* What is being asked: Write out exactly the lines of the entries below, from the first through the line containing "optionally removes the", and nothing beyond them.

### Data for this task

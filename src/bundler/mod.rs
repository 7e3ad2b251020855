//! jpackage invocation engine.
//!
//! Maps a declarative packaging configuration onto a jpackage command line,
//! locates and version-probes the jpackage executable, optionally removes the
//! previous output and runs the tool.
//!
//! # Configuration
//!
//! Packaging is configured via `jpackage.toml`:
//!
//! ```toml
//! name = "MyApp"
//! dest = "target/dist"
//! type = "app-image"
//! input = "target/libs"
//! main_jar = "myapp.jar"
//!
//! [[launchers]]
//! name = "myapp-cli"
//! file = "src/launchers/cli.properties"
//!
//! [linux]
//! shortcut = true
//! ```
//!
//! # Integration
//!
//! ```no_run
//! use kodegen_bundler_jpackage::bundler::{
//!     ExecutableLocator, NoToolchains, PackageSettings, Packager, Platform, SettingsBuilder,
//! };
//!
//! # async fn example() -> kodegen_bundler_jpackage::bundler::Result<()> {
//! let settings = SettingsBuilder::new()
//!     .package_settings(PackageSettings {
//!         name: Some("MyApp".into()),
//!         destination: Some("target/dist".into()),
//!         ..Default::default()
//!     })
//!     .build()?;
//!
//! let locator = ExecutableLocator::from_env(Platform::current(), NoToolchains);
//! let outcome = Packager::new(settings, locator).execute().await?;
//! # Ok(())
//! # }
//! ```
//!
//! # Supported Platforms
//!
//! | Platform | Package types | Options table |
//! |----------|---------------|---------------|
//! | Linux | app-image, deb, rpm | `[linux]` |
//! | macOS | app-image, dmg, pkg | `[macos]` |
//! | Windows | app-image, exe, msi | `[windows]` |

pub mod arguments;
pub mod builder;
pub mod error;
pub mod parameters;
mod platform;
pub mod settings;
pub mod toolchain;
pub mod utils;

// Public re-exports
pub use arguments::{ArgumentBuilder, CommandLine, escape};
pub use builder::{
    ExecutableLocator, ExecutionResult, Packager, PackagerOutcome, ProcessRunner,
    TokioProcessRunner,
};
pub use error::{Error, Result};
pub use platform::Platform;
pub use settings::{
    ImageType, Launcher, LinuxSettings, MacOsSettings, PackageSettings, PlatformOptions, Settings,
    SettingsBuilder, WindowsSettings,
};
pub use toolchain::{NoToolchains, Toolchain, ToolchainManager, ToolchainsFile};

######

* Expected answer:
filename src/bundler/mod.rs
repository 7e3ad2b251020855
//! jpackage invocation engine.
//!
//! Maps a declarative packaging configuration onto a jpackage command line,
//! locates and version-probes the jpackage executable, optionally removes the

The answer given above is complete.